Saturday, August 6, 2011

World Spins Madly On

A couple of weeks ago, we got a TV and satellite at our Epicenter to act as an IGA (income-generating activity) for our programs. People are supposed to pay 500-700 shillings (20-40 cents) to watch a program, usually football matches, yet, unsurprisingly, there have been several times lately when nobody paid and so The Hunger Project is footing the bill for the generator’s fuel, rather than actually making money as is the whole idea behind an IGA. Regardless, I realized when we turned on the TV for the first time, and people were treated to music videos, news, and National Geographic, that this small window to the rest of the world changes everything. I watched as the villagers gasped at women wearing shorts, nice cars, and rich nuclear Ugandan families in commercials, and this view of life outside the village is one that most of these people have never had before. Viewing these things is exposing them to the modern world, which is a double-edged sword – on one hand they are learning about the bigger picture and gaining new ideas but they are also losing a part of their way of life along the way. Whether you think this exposure is positive or negative, it’s definitely a change that will be there forever.

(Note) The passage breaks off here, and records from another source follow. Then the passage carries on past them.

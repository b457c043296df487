//! # Check Command Implementation
//!
//! Loads every site file in the configuration directory and builds its
//! processor pipeline without touching any repository, printing the
//! processor tree of each site. The first site that fails to load stops the
//! command with an error.
//!
//! This command is a safe, read-only operation.

use anyhow::{Context, Result};
use clap::Args;
use std::path::PathBuf;

use content_deployer::config::SiteConfigSource;

/// Validate site files and show the processors each site would run
#[derive(Args, Debug)]
pub struct CheckArgs {
    /// Directory holding one `<site>.yaml` file per site.
    ///
    /// Defaults to `~/.config/content-deployer/sites` on Linux.
    #[arg(long, value_name = "DIR", env = "CONTENT_DEPLOYER_CONFIG_DIR")]
    pub config_dir: Option<PathBuf>,
}

/// Execute the `check` command.
pub fn execute(args: CheckArgs) -> Result<()> {
    let loader = super::site_loader(args.config_dir);
    println!("Checking sites in: {}", loader.dir().display());

    let site_ids = loader.site_ids()?;
    if site_ids.is_empty() {
        println!("No site files found");
        return Ok(());
    }

    for site_id in &site_ids {
        let site = loader
            .load_site(site_id)
            .with_context(|| format!("Failed to load site '{}'", site_id))?;

        println!();
        println!("Site: {} ({})", site.id, site.name);
        println!("  Repository: {}", site.remote_url);
        println!("  Working copy: {}", site.local_repo_path.display());
        if site.processors.is_empty() {
            println!("  Processors: none");
            continue;
        }
        println!("  Processors:");
        for processor in &site.processors {
            for line in processor.describe() {
                println!("    {}", line);
            }
        }
    }

    println!();
    println!("✅ {} site(s) OK", site_ids.len());
    Ok(())
}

Also, newly-named game popular among PCVs that I had unknowingly been playing for months: “Goat or Baby?” Here in the village, there are lots of goats and lots of children (the average family has 7 children around here!). I frequently hear loud, high-pitched wails coming from nearby, and it always causes one to pause and think, “Goat or baby?” because the two sound remarkably alike sometimes. Just another way to pass the time.

We recently had a 1st birthday party for Amanya, my next-door neighbor (Gertrude)’s daughter. I made a yellow cake with chocolate frosting all from scratch, and without a real oven! I’m using a tried-and-true PCV technique of using a dutch oven (big pot with a lid, then inside you put the cake pan on big rocks or sand for conduction and airflow), so I baked a cake over firewood! It was delicious. After having tea, popcorn, peanuts, and cake, we all watched Beauty and the Beast, although I think they found the movie just plain confusing (a big creature they've never seen before? Dancing candlesticks and clocks? What is this?).

Tiny baby, big knife

Baking the cake gave me confidence, so the next day I tried making pita bread using yeast (I have never made bread before in my life) – pretty easy and it came out super delicious! I dipped it in olive oil and basil with some balsamic vinegar that I splurged on in Kampala. If I can do all this in an African village with like 4 ingredients, imagine what I can do with access to an American grocery store!

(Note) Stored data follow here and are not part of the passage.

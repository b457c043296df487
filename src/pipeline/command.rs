//! Runs an external command for each created or updated file.

use std::process::Command;

use log::{debug, error, warn};
use regex::Regex;

use crate::changeset::ChangeSet;
use crate::config::SiteConfig;
use crate::error::{Error, Result};
use crate::path::{compile_patterns, matches_any};

/// Token replaced by the site id.
pub const SITE_TOKEN: &str = "SITE";
/// Token replaced by the working copy root.
pub const ROOT_TOKEN: &str = "ROOT";
/// Token replaced by the changed file's root-relative path.
pub const FILE_TOKEN: &str = "FILE";

/// Runs a command line for every created or updated path matching one of its
/// patterns. Deleted paths are ignored.
///
/// The command is split on whitespace first, then each argument has its
/// tokens substituted in a single pass: substituted values are never scanned
/// again, and a value containing spaces stays one argument. It is executed
/// directly, without a shell. A command that cannot be run, or exits with a
/// failure status, is logged and the next file proceeds.
pub struct CommandProcessor {
    command: String,
    match_patterns: Vec<Regex>,
}

impl CommandProcessor {
    pub fn new(command: impl Into<String>, match_patterns: &[String]) -> Result<Self> {
        let command = command.into();
        if command.trim().is_empty() {
            return Err(Error::config("command processor needs a non-empty command"));
        }
        Ok(Self {
            command,
            match_patterns: compile_patterns(match_patterns)?,
        })
    }

    pub fn process(&self, site: &SiteConfig, change_set: &ChangeSet) -> Result<()> {
        let root = site.local_repo_path.display().to_string();
        for path in change_set.created().iter().chain(change_set.updated()) {
            if matches_any(path, &self.match_patterns) {
                debug!("Processing {}", path);
                if let Err(e) = self.run(&site.id, &root, path) {
                    error!("Error while processing {}: {}", path, e);
                }
            } else {
                debug!("{} does not match a pattern.", path);
            }
        }
        Ok(())
    }

    /// The argument vector for one file.
    pub fn render(&self, site: &str, root: &str, file: &str) -> Vec<String> {
        let tokens = [(SITE_TOKEN, site), (ROOT_TOKEN, root), (FILE_TOKEN, file)];
        self.command
            .split_whitespace()
            .map(|arg| substitute(arg, &tokens))
            .collect()
    }

    fn run(&self, site: &str, root: &str, file: &str) -> Result<()> {
        let args = self.render(site, root, file);
        let (program, rest) = match args.split_first() {
            Some(split) => split,
            None => return Ok(()),
        };
        debug!("Running command: {}", args.join(" "));

        let output = Command::new(program)
            .args(rest)
            .output()
            .map_err(|e| Error::Command {
                command: args.join(" "),
                message: e.to_string(),
            })?;

        for line in String::from_utf8_lossy(&output.stdout).lines() {
            debug!("{}", line);
        }
        for line in String::from_utf8_lossy(&output.stderr).lines() {
            debug!("{}", line);
        }

        if !output.status.success() {
            warn!("Command `{}` exited with {}", args.join(" "), output.status);
        }
        Ok(())
    }
}

/// Replace every token occurrence in `arg`, scanning left to right once.
fn substitute(arg: &str, tokens: &[(&str, &str)]) -> String {
    let mut out = String::with_capacity(arg.len());
    let mut rest = arg;

    'scan: while !rest.is_empty() {
        for (token, value) in tokens {
            if let Some(after) = rest.strip_prefix(token) {
                out.push_str(value);
                rest = after;
                continue 'scan;
            }
        }
        let mut chars = rest.chars();
        if let Some(c) = chars.next() {
            out.push(c);
        }
        rest = chars.as_str();
    }

    out
}
//! Path and pattern utilities shared by the change set builder and processors

use crate::error::{Error, Result};
use regex::Regex;
use std::path::{Path, PathBuf};

/// Separator used for root-relative repository paths.
pub const SEPARATOR: char = '/';

/// Normalize a repository-relative path so that it begins with a separator.
///
/// Git reports paths without a leading slash; change sets always carry one.
///
/// ```
/// use content_deployer::path::normalize_repo_path;
///
/// assert_eq!(normalize_repo_path("site/a.xml"), "/site/a.xml");
/// assert_eq!(normalize_repo_path("/site/a.xml"), "/site/a.xml");
/// ```
pub fn normalize_repo_path(path: &str) -> String {
    if path.starts_with(SEPARATOR) {
        path.to_string()
    } else {
        format!("{}{}", SEPARATOR, path)
    }
}

/// Resolve a change set path against a working copy root.
///
/// The leading separator is stripped first, so `/site/a.xml` under `/repo`
/// becomes `/repo/site/a.xml` rather than replacing the root.
pub fn resolve_in_root(root: &Path, path: &str) -> PathBuf {
    root.join(path.trim_start_matches(SEPARATOR))
}

/// Compile a pattern so that it only matches the entire input.
///
/// Patterns in site configuration follow full-string semantics: `.*\.xml$`
/// and `.*\.xml` behave the same, and `site/.*` does not match
/// `/site/a.xml`.
pub fn full_match_regex(pattern: &str) -> Result<Regex> {
    Regex::new(&format!("^(?:{})$", pattern)).map_err(Error::Regex)
}

/// Compile a list of full-match patterns.
pub fn compile_patterns(patterns: &[String]) -> Result<Vec<Regex>> {
    patterns.iter().map(|p| full_match_regex(p)).collect()
}

/// Whether `path` fully matches any of the compiled patterns.
pub fn matches_any(path: &str, patterns: &[Regex]) -> bool {
    !path.is_empty() && patterns.iter().any(|p| p.is_match(path))
}

/// Substitute every `%s` in a printf-style format string with `value`.
///
/// Index id formats in existing site files are written as `%s-default`.
pub fn format_placeholder(format: &str, value: &str) -> String {
    format.replace("%s", value)
}

#[cfg(test)]
mod tests {
    use super::*;

    #[test]
    fn test_normalize_repo_path() {
        assert_eq!(normalize_repo_path("a.xml"), "/a.xml");
        assert_eq!(normalize_repo_path("site/website/index.xml"), "/site/website/index.xml");
        assert_eq!(normalize_repo_path("/already/rooted"), "/already/rooted");
    }

    #[test]
    fn test_resolve_in_root() {
        let root = Path::new("/var/repo");
        assert_eq!(
            resolve_in_root(root, "/site/a.xml"),
            PathBuf::from("/var/repo/site/a.xml")
        );
        assert_eq!(
            resolve_in_root(root, "site/a.xml"),
            PathBuf::from("/var/repo/site/a.xml")
        );
    }

    #[test]
    fn test_full_match_regex_is_anchored() {
        let regex = full_match_regex(r"/site/.*\.xml").unwrap();
        assert!(regex.is_match("/site/a.xml"));
        assert!(!regex.is_match("/static/site/a.xml"));
        assert!(!regex.is_match("/site/a.xml.bak"));
    }

    #[test]
    fn test_full_match_regex_keeps_alternation_grouped() {
        let regex = full_match_regex(r"/a\.xml|/b\.xml").unwrap();
        assert!(regex.is_match("/a.xml"));
        assert!(regex.is_match("/b.xml"));
        assert!(!regex.is_match("/a.xml/b.xml"));
    }

    #[test]
    fn test_full_match_regex_is_case_sensitive() {
        let regex = full_match_regex(r".*\.xml$").unwrap();
        assert!(!regex.is_match("/site/A.XML"));
    }

    #[test]
    fn test_matches_any() {
        let patterns = compile_patterns(&[r".*\.jpg".to_string(), r".*\.png".to_string()]).unwrap();
        assert!(matches_any("/images/a.png", &patterns));
        assert!(!matches_any("/site/a.xml", &patterns));
        assert!(!matches_any("", &patterns));
        assert!(!matches_any("/images/a.png", &[]));
    }

    #[test]
    fn test_invalid_pattern() {
        assert!(matches!(full_match_regex("(unclosed"), Err(Error::Regex(_))));
    }

    #[test]
    fn test_format_placeholder() {
        assert_eq!(format_placeholder("%s-default", "acme"), "acme-default");
        assert_eq!(format_placeholder("static", "acme"), "static");
    }
}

Homemade pita bread… mmm mmm good!

Projects! I’ve got a few things going on, including trying to start a support group for HIV-positive community members. I decided to try to start a support group while at the funeral of a friend who died of AIDS. As I was at the burial, I looked around and saw at least 2 or 3 other people I know to be HIV-positive, and I’m sure many others were in attendance, and I just couldn’t imagine the fear, loneliness, and hopelessness they must have been feeling. I also asked people to submit proposals for a Peace Corps grant we can apply for, and the general consensus was to do a goat project, where we distribute goats, and those recipients pass on the first female offspring to another person in the community. I feel unoriginal with this since a neighboring PCV just did a similar project with goats, but I’m happy to have an animal project to work on! I’m still teaching health and life skills at the primary schools, and am planning to do the “World Map Project”, which was started by a PCV in the Dominican Republic in 1988, with one of the schools next term. We will paint a huge map of the world on the side of the school, increasing awareness of geography and the world but also instilling in the students a sense of accomplishment, leadership, critical thinking, etc. since they have never done anything like this before. I recently visited a friend’s site where they were completing the World Map Project, and I noticed that the girls doing the project were outgoing, independent, not afraid to ask questions, etc., which is very unusual for young Ugandan girls in the village. When I mentioned this to my friend, he said they used to be shy and never spoke up, but this project had completely changed them.

In true Peace Corps style, though, I haven't been super busy at site (although I've been attending all kinds of workshops, etc. away from my village lately), so I've gotten into quite a few TV shows - currently catching up on The Office and Grey's Anatomy, finished the 2nd seasons of Glee and Modern Family (probably my current favorite show), getting into 30 Rock, and have a few more on the docket.

Also it's official - I'll be home for Christmas!! Counting down the days - in just over 4 months I'll be State-side! I'm imagining holiday decor everywhere (especially wreaths on streetlamps, since we don't even have streetlamps here), hopefully snow for the true winter wonderland (come on Cincinnati), decorating the tree, eating amaaaazing American food, and seeing how I react to freezing temperatures now that I have turned African and put on a sweater when it's 68 degrees out. Can't wait!